We can use a computer to find the approximate but close-to-optimal least squares solution!
- Choose starting values –> guess some initial values for the parameters
- Then adjust the parameters iteratively using an algorithm –> searching for decreases in RSS
- Eventually, end up with a combination of β where the RSS is approximately minimized.
Note –> Better if your guess of initial parameters is closing to the global minimum
Outline the general procedure of fitting Non-Linear Models to data
General Procedure
- Start with an initial value for each parameter
- Generate a curve defined by the initial values
- Calculate the RSS
- Adjust the parameters to make the curve fit closer to the data (Minimize sum square of residual) - Tricky part
- Adjust the parameters again…
- Iterative process –> repeat steps 4+5
- Stop simulations when the adjustments make virtually no difference to RSS
What are the two main types of Optimizing Algorithms used when adjusting parameters to minimize RSS?
- Gauss-Newton algorithm is often used but doesn’t work well if the model to be fitted is mathematically complicated (parameter search landscape is difficult), plus furthermore it does not help if the values for parameters that you have inputted are far from optimal
- Levenberg-Marquardt –> algorithm that switches between Gauss-Newton and “gradient descent” (Helps decide which direction to take in a complicated landscape) –> more robust against starting values that are far from optimal and is more reliable in most scenarios.
What should you do when your Non-linear model has been fitted?
Once NLLS fitting is done, you need to get the goodness of fit measures –> Is the model representative?
- First, we assess the fit visually
- Report the goodness of fit results:
a) Residual Sum of Squares (RSS)
b) Estimated co-efficients
c) For each co-efficient, we can present the confidence intervals (How confident we are that the co-efficient is between a specific range), t-statistic and the corresponding (two-tailed) p-value - You may also want to compare and select between multiple competing models
Note –> Unlike Linear models, R2 should NOT be used to interpret the quality of an NLLS fit.
What are the NLLS assumptions?
NLLS has the all the same assumptions as Ordinary least square regression.
- No/minimal measurement error in the explanatory variable
- Data have constant normal variance –> errors in the y-axis are homogenously distributed over the x-axis range
- The measurement/observation errors are normally distributed (Gaussian)
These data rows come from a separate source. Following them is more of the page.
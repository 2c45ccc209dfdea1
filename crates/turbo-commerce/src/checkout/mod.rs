//! Checkout module.
//!
//! Contains the checkout form types, the order submission payload, created
//! orders and the submit state machine.

mod address;
mod flow;
mod order;
mod payment;

pub use address::{ShippingAddress, DEFAULT_COUNTRY};
pub use flow::CheckoutState;
pub use order::{
    Order, OrderItem, OrderStatus, OrderSubmission, SubmissionItem, DEFAULT_ORDER_NOTES,
    DEFAULT_SHIPPING_METHOD,
};
pub use payment::{CardDetails, PaymentMethod, PaymentSelection};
- Observations are independent of eachother
What happens if our error in our Non-Linear model are not normally distributed?
But what happens when the errors are not normal?
We have to interpret the results cautiously and use maximum likelihood or Bayesian fitting methods instead
What algorithm is normally used in R?
When using the nls() function –> Gauss-Newton algorithm is used
But for the Levenberg-Marquardt (LM) algorithm –> nlsLM() –> we require the installation of a package - minpack.lm
It offers additional features like the ability to “bound” parameters to realistic values
Outline the Coefficients in the Michaelis Menten equation.
Co-efficients
- Vmax –> Maximum rate of reaction –> occurs at saturating substrate concentration
- Km –> Substrate concenttation at Vmax/2 –> indication of affinity –> High = Low affinity/Low = High affinity
Km will dictate the overall shape of the curve –> does it approach Vmax quickly or slowly?
We have to remember that Vmax and Km have to be greater than zero –> important when picking starting values
How to set up a Michaelis Menten model on R?
MM_model <- nls(V_data ~ V_max * S_data / (K_M + S_data))
V_data –> Rate of reaction
S_data –> Substrate of reaction
When trying to fit a Non-Linear model on R, what will R do if you don’t input starting parameters/Coefficients?
For nls models you need to provide starting values for the parameters
If non are given then it will set all parameters to ‘1’ and work from there –> For simple models, despite the warning, this works well enough.